My recipe for cronjobs with Docker
One of the bigger annoyances when it comes to bigger application stacks (such as the typical Plone/Zope) is dealing with cron jobs and, in general, async tasks. The problem is that of the number of “pieces”: having to deal with cron, in addition to the rest of the stack only increases the maintainance burden: it’s easy to forget that the stack needs to have cronjobs installed, etc. One way to avoid it is to include the cron jobs in the stack, with a buildout recipe. That’s ok for classic, non-docker based deployments.
In case of a dockerized deployment, the tendency is to allocate a container just for cron and have it perform the tasks. But there’s a problem with the kind of tasks it can perform: being a separate container, it will no longer have, by default, direct access to all the resources it had as a cron job. For example, I prefer to expose Plone task entry points as zoperunnner scripts instead of views triggered by curl or wget. A view would have to be protected some way: either forbiden in the frontend server or protected by authorization, which then complicates the cron task and the maintainance burden: dedicated user account, keep those credentials secret and aside with the rest of the configuration, etc.

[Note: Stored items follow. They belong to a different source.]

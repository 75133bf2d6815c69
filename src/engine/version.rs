//! Document version semantics.
//!
//! Version numbers are positive `i64` values; the sentinels below mark the
//! "no version" cases. [`VersionType`] decides when an incoming operation
//! conflicts with the current document version and how the new version is
//! derived.

use serde::{Deserialize, Serialize};

/// Sentinel: accept whatever the current version is.
pub const MATCH_ANY: i64 = -3;

/// Sentinel: no document with this uid currently exists.
pub const NOT_FOUND: i64 = -1;

/// How an operation's version is checked against the current document version.
#[derive(Debug, Clone, Copy, PartialEq, Eq, Serialize, Deserialize)]
pub enum VersionType {
    /// Versions are assigned by the engine; explicit versions act as
    /// compare-and-set against the current version.
    Internal,
    /// Versions are assigned by the caller and must strictly increase.
    External,
    /// Like `External`, but an equal version is accepted.
    ExternalGte,
    /// The operation's version is applied unconditionally.
    Force,
}

impl VersionType {
    /// Decide whether a write conflicts with the current version.
    ///
    /// `current_not_found_or_deleted` is true when no live document exists
    /// under the uid (absent, or resolved to a tombstone).
    pub fn is_version_conflict_for_writes(
        &self,
        current_version: i64,
        expected_version: i64,
        current_not_found_or_deleted: bool,
    ) -> bool {
        match self {
            VersionType::Internal => {
                if expected_version == MATCH_ANY {
                    false
                } else if current_not_found_or_deleted {
                    true
                } else {
                    current_version != expected_version
                }
            }
            // External comparisons run against the current version even when it
            // is a tombstone; only a truly absent doc accepts any version.
            VersionType::External => {
                if current_version == NOT_FOUND {
                    false
                } else if expected_version == MATCH_ANY {
                    true
                } else {
                    current_version >= expected_version
                }
            }
            VersionType::ExternalGte => {
                if current_version == NOT_FOUND {
                    false
                } else if expected_version == MATCH_ANY {
                    true
                } else {
                    current_version > expected_version
                }
            }
            VersionType::Force => {
                debug_assert!(
                    expected_version != MATCH_ANY,
                    "force versioning requires an explicit version"
                );
                false
            }
        }
    }

    /// Decide whether a read conflicts with the current version.
    pub fn is_version_conflict_for_reads(&self, current_version: i64, expected_version: i64) -> bool {
        match self {
            VersionType::Internal | VersionType::External | VersionType::ExternalGte => {
                if expected_version == MATCH_ANY {
                    false
                } else if current_version == NOT_FOUND {
                    true
                } else {
                    current_version != expected_version
                }
            }
            VersionType::Force => {
                debug_assert!(false, "force versioning is not usable for reads");
                false
            }
        }
    }

    /// Derive the version a non-conflicting write will be indexed under.
    pub fn update_version(&self, current_version: i64, expected_version: i64) -> i64 {
        match self {
            VersionType::Internal => {
                if current_version == NOT_FOUND {
                    1
                } else {
                    current_version + 1
                }
            }
            VersionType::External | VersionType::ExternalGte | VersionType::Force => {
                expected_version
            }
        }
    }

    /// The version type an op carries once it is replicated or replayed.
    ///
    /// Internal versions were already resolved on the primary, so replicas
    /// and recovery apply them as exact external versions. The mapping is
    /// idempotent.
    pub fn version_type_for_replication_and_recovery(&self) -> VersionType {
        match self {
            VersionType::Internal => VersionType::External,
            other => *other,
        }
    }
}

#[cfg(test)]
mod tests {
    use super::*;

    #[test]
    fn test_internal_match_any_never_conflicts() {
        let vt = VersionType::Internal;
        assert!(!vt.is_version_conflict_for_writes(NOT_FOUND, MATCH_ANY, true));
        assert!(!vt.is_version_conflict_for_writes(7, MATCH_ANY, false));
    }

    #[test]
    fn test_internal_explicit_version_is_compare_and_set() {
        let vt = VersionType::Internal;
        assert!(!vt.is_version_conflict_for_writes(3, 3, false));
        assert!(vt.is_version_conflict_for_writes(3, 2, false));
        // an explicit expectation against a missing/deleted doc conflicts
        assert!(vt.is_version_conflict_for_writes(NOT_FOUND, 1, true));
        assert!(vt.is_version_conflict_for_writes(3, 3, true));
    }

    #[test]
    fn test_internal_update_version_increments() {
        let vt = VersionType::Internal;
        assert_eq!(vt.update_version(NOT_FOUND, MATCH_ANY), 1);
        assert_eq!(vt.update_version(5, MATCH_ANY), 6);
    }

    #[test]
    fn test_external_requires_strictly_newer_version() {
        let vt = VersionType::External;
        assert!(!vt.is_version_conflict_for_writes(NOT_FOUND, 5, true));
        assert!(!vt.is_version_conflict_for_writes(2, 3, false));
        assert!(vt.is_version_conflict_for_writes(3, 3, false));
        assert!(vt.is_version_conflict_for_writes(4, 3, false));
        assert_eq!(vt.update_version(2, 9), 9);
    }

    #[test]
    fn test_external_gte_accepts_equal_version() {
        let vt = VersionType::ExternalGte;
        assert!(!vt.is_version_conflict_for_writes(3, 3, false));
        assert!(!vt.is_version_conflict_for_writes(2, 3, false));
        assert!(vt.is_version_conflict_for_writes(4, 3, false));
    }

    #[test]
    fn test_force_never_conflicts() {
        let vt = VersionType::Force;
        assert!(!vt.is_version_conflict_for_writes(9, 2, false));
        assert_eq!(vt.update_version(9, 2), 2);
    }

    #[test]
    fn test_replication_version_type_is_idempotent() {
        for vt in [
            VersionType::Internal,
            VersionType::External,
            VersionType::ExternalGte,
            VersionType::Force,
        ] {
            let once = vt.version_type_for_replication_and_recovery();
            assert_eq!(once, once.version_type_for_replication_and_recovery());
        }
        assert_eq!(
            VersionType::Internal.version_type_for_replication_and_recovery(),
            VersionType::External
        );
    }

    #[test]
    fn test_read_conflicts() {
        let vt = VersionType::Internal;
        assert!(!vt.is_version_conflict_for_reads(4, MATCH_ANY));
        assert!(!vt.is_version_conflict_for_reads(4, 4));
        assert!(vt.is_version_conflict_for_reads(4, 3));
        assert!(vt.is_version_conflict_for_reads(NOT_FOUND, 1));
    }
}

That being said, I needed to make a Rancher based deployment on a Plone stack. One of the most basic cron tasks that need to be done is zeopack, packing the Data.fs. The zeopack script created by the plone.recipe.zeoserver, to be able to perform properly, needs to be run from the same container as the Zeo server. This implies that I create a new Docker image and add the necessary crontab information. Too much, and this work potentially needs to be duplicated for other cron tasks, as well.
My solution and my lucky discovery is a “crontab container”. It will restart containers based on crontab-like rules. This means that each cron task can be exposed as a separate container in a Docker Compose stack, once the container is started it will perform its task and exit, then it will be restarted by the crontab container, at the specified moment.
This is how the services look like in a docker-compose file:
container-crontab:
image: rancher/container-crontab:v0.2.0
container_name: container-crontab
labels:
io.rancher.scheduler.global: "true"
io.rancher.scheduler.affinity:host_label: hostname=stack1
volumes:
- /var/run/docker.sock:/var/run/docker.sock
- /var/lib/rancher:/var/lib/rancher
cron-zeopack:
# run zeopack each day at 3am
image: plone:4.3.10
labels:
io.rancher.container.start_once: "true"
io.rancher.scheduler.affinity:host_label: "hostname=stack1"
cron.schedule: "0 0 3 * * ?"
entrypoint: sh -c "/bin/sed -i -e s/127.0.0.1/zeoserver/ /plone/instance/bin/zeopack && /plone/instance/bin/zeopack"
volumes:
- plone-data:/data
Unfortunately the zeopack script needs to be changed in place as it doesn’t take proper command line arguments.